Mueang Nakhon Si Thammarat (อำเภอเมืองนครศรีธรรมราช, /th/) is the capital district (amphoe mueang) of Nakhon Si Thammarat province in southern Thailand.

==Geography==
Neighboring districts are (from the southeast clockwise): Pak Phanang, Chaloem Phra Kiat, Phra Phrom, Lan Saka, Phrom Khiri and Tha Sala. To the east is the Gulf of Thailand.

==Administration==
The district is divided into 16 sub-districts (tambons), which are further subdivided into 114 villages (mubans).
| | |
| No. | Name | Thai name | Villages | Pop. | |
| 1. | Nai Mueang | ในเมือง | - | 46,364 | |
| 2. | Tha Wang | ท่าวัง | - | 17,234 | |
| 3. | Khlang | คลัง | - | 18,638 | |
| 6. | Tha Rai | ท่าไร่ | 6 | 8,437 | |
| 7. | Pak Nakhon | ปากนคร | 6 | 12,501 | |
| 8. | Na Sai | นาทราย | 6 | 6,124 | |
| 12. | Kamphaeng Sao | กำแพงเซา | 9 | 9,784 | |
| 13. | Chaiyamontri | ไชยมนตรี | 5 | 6,460 | |
| 14. | Mamuang Song Ton | มะม่วงสองต้น | 6 | 4,422 | |
| 15. | Na Khian | นาเคียน | 8 | 12,506 | |
| 16. | Tha Ngio | ท่างิ้ว | 9 | 10,425 | |
| 18. | Pho Sadet | โพธิ์เสด็จ | 9 | 31,709 | |
| 19. | Bang Chak | บางจาก | 11 | 11,521 | |
| 20. | Pak Phun | ปากพูน | 12 | 36,063 | |
| 21. | Tha Sak | ท่าซัก | 9 | 9,743 | |
| 22. | Tha Ruea | ท่าเรือ | 18 | 22,968 | |
The missing numbers 9-11 and 17 belong to communes which were split off in 1994 to form Phra Phrom District.

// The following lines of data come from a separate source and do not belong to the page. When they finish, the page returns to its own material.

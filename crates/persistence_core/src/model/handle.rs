//! Shared handles to managed objects.
//!
//! # Responsibility
//! - Give callers and the unit of work one shared, mutable view of an object.
//! - Represent lazy proxies whose state is loaded on demand.
//!
//! # Invariants
//! - Object identity is handle identity: clones of a handle are the same
//!   object, two `Handle::new` calls are never the same object.
//! - A proxy handle carries its identifier until its state is loaded.

use crate::manager::error::{ManagerError, ManagerResult};
use crate::model::entity::Entity;
use crate::model::identifier::Identifier;
use serde_json::Value;
use std::any::Any;
use std::cell::{Ref, RefCell, RefMut};
use std::fmt::{Debug, Formatter};
use std::rc::Rc;

/// Lifecycle state of an object relative to one manager.
#[derive(Debug, Clone, Copy, PartialEq, Eq)]
pub enum EntityState {
    /// Not tracked and no persisted row carries its identifier.
    New,
    /// Tracked by the identity map.
    Managed,
    /// Tracked and scheduled for deletion at the next flush.
    Removed,
    /// Not tracked, but a persisted row carries its identifier.
    Detached,
}

/// Shared reference to an entity value.
pub struct Handle<T: Entity> {
    cell: Rc<EntityCell<T>>,
}

pub(crate) struct EntityCell<T> {
    value: RefCell<Option<T>>,
    proxy_id: Option<Identifier>,
}

impl<T: Entity> Handle<T> {
    /// Wraps a fresh value. The handle is unmanaged until persisted.
    pub fn new(value: T) -> Self {
        Self {
            cell: Rc::new(EntityCell {
                value: RefCell::new(Some(value)),
                proxy_id: None,
            }),
        }
    }

    pub(crate) fn proxy(identifier: Identifier) -> Self {
        Self {
            cell: Rc::new(EntityCell {
                value: RefCell::new(None),
                proxy_id: Some(identifier),
            }),
        }
    }

    /// Returns `false` only for proxies whose state was never loaded.
    pub fn is_initialized(&self) -> bool {
        self.cell
            .value
            .try_borrow()
            .map(|value| value.is_some())
            .unwrap_or(true)
    }

    /// Borrows the current state.
    ///
    /// Returns `None` for an uninitialized proxy or while a `write` borrow
    /// is alive.
    pub fn read(&self) -> Option<Ref<'_, T>> {
        let guard = self.cell.value.try_borrow().ok()?;
        Ref::filter_map(guard, Option::as_ref).ok()
    }

    /// Mutably borrows the current state.
    ///
    /// Returns `None` for an uninitialized proxy or while any other borrow
    /// is alive.
    pub fn write(&self) -> Option<RefMut<'_, T>> {
        let guard = self.cell.value.try_borrow_mut().ok()?;
        RefMut::filter_map(guard, Option::as_mut).ok()
    }

    /// Clones the current state out of the handle.
    pub fn get(&self) -> Option<T> {
        self.read().map(|value| value.clone())
    }

    /// Applies `change` to the state. Returns whether the change ran.
    pub fn update<F>(&self, change: F) -> bool
    where
        F: FnOnce(&mut T),
    {
        match self.write() {
            Some(mut value) => {
                change(&mut value);
                true
            }
            None => false,
        }
    }

    /// Whether both handles refer to the same object.
    pub fn ptr_eq(&self, other: &Self) -> bool {
        Rc::ptr_eq(&self.cell, &other.cell)
    }

    pub(crate) fn address(&self) -> usize {
        Rc::as_ptr(&self.cell) as *const () as usize
    }

    pub(crate) fn proxy_identifier(&self) -> Option<&Identifier> {
        self.cell.proxy_id.as_ref()
    }

    /// Serialized state, `None` for uninitialized proxies.
    pub(crate) fn snapshot(&self) -> ManagerResult<Option<Value>> {
        self.cell.snapshot()
    }

    pub(crate) fn replace(&self, value: T) -> ManagerResult<()> {
        let mut guard = self
            .cell
            .value
            .try_borrow_mut()
            .map_err(|_| borrowed::<T>())?;
        *guard = Some(value);
        Ok(())
    }

    pub(crate) fn erased(&self) -> Rc<dyn ManagedObject> {
        self.cell.clone()
    }

    pub(crate) fn from_erased(object: Rc<dyn ManagedObject>) -> Option<Self> {
        object
            .into_any()
            .downcast::<EntityCell<T>>()
            .ok()
            .map(|cell| Self { cell })
    }
}

impl<T: Entity> Clone for Handle<T> {
    fn clone(&self) -> Self {
        Self {
            cell: Rc::clone(&self.cell),
        }
    }
}

impl<T: Entity> Debug for Handle<T> {
    fn fmt(&self, f: &mut Formatter<'_>) -> std::fmt::Result {
        f.debug_struct("Handle")
            .field("class", &T::CLASS_NAME)
            .field("initialized", &self.is_initialized())
            .field("proxy_id", &self.cell.proxy_id)
            .finish()
    }
}

/// Type-erased view the unit of work keeps for every managed object.
pub(crate) trait ManagedObject {
    fn snapshot(&self) -> ManagerResult<Option<Value>>;
    fn into_any(self: Rc<Self>) -> Rc<dyn Any>;
}

impl<T: Entity> ManagedObject for EntityCell<T> {
    fn snapshot(&self) -> ManagerResult<Option<Value>> {
        let guard = self.value.try_borrow().map_err(|_| borrowed::<T>())?;
        match guard.as_ref() {
            Some(value) => Ok(Some(serde_json::to_value(value)?)),
            None => Ok(None),
        }
    }

    fn into_any(self: Rc<Self>) -> Rc<dyn Any> {
        self
    }
}

fn borrowed<T: Entity>() -> ManagerError {
    ManagerError::ObjectBorrowed {
        class_name: T::CLASS_NAME.to_string(),
    }
}

#[cfg(test)]
mod tests {
    use super::Handle;
    use crate::mapping::metadata::{ClassMetadataBuilder, FieldType};
    use crate::model::entity::Entity;
    use crate::model::identifier::Identifier;
    use serde::{Deserialize, Serialize};

    #[derive(Debug, Clone, PartialEq, Serialize, Deserialize)]
    struct Gauge {
        id: u32,
        label: String,
    }

    impl Entity for Gauge {
        const CLASS_NAME: &'static str = "test::Gauge";

        fn map(mapping: ClassMetadataBuilder) -> ClassMetadataBuilder {
            mapping
                .id("id", FieldType::Integer)
                .field("label", FieldType::String)
        }
    }

    #[test]
    fn clones_share_identity_and_state() {
        let first = Handle::new(Gauge {
            id: 1,
            label: "a".to_string(),
        });
        let second = first.clone();
        assert!(first.ptr_eq(&second));

        assert!(second.update(|gauge| gauge.label = "b".to_string()));
        assert_eq!(first.get().unwrap().label, "b");

        let other = Handle::new(first.get().unwrap());
        assert!(!other.ptr_eq(&first));
        assert_ne!(other.address(), first.address());
    }

    #[test]
    fn proxy_has_no_state_until_replaced() {
        let proxy: Handle<Gauge> = Handle::proxy(Identifier::from(9_u32));
        assert!(!proxy.is_initialized());
        assert!(proxy.read().is_none());
        assert!(!proxy.update(|gauge| gauge.id = 2));
        assert_eq!(proxy.snapshot().unwrap(), None);

        proxy
            .replace(Gauge {
                id: 9,
                label: "loaded".to_string(),
            })
            .unwrap();
        assert!(proxy.is_initialized());
        assert_eq!(proxy.proxy_identifier(), Some(&Identifier::from(9_u32)));
    }

    #[test]
    fn snapshot_fails_while_mutably_borrowed() {
        let handle = Handle::new(Gauge {
            id: 3,
            label: "busy".to_string(),
        });
        let guard = handle.write().unwrap();
        assert!(handle.snapshot().is_err());
        assert!(handle.read().is_none());
        drop(guard);
        assert!(handle.snapshot().unwrap().is_some());
    }

    #[test]
    fn erased_round_trip_requires_matching_type() {
        let handle = Handle::new(Gauge {
            id: 4,
            label: "erased".to_string(),
        });
        let erased = handle.erased();
        let restored = Handle::<Gauge>::from_erased(erased).unwrap();
        assert!(restored.ptr_eq(&handle));
    }
}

Nakhon Si Thammarat itself has city status (thesaban nakhon) and covers tambons Nai Mueang, Tha Wang, Khlang, and parts of Na Khian and Pho Sadet. There are a further three townships (thesaban tambons): Bang Chak covering parts of the same-named tambon, Tha Phae covering parts of tambon Pak Phun, and Pak Nakhon covering parts of tambons Tha Rai and Pak Nakhon. There are also 13 tambon administrative organizations (TAO).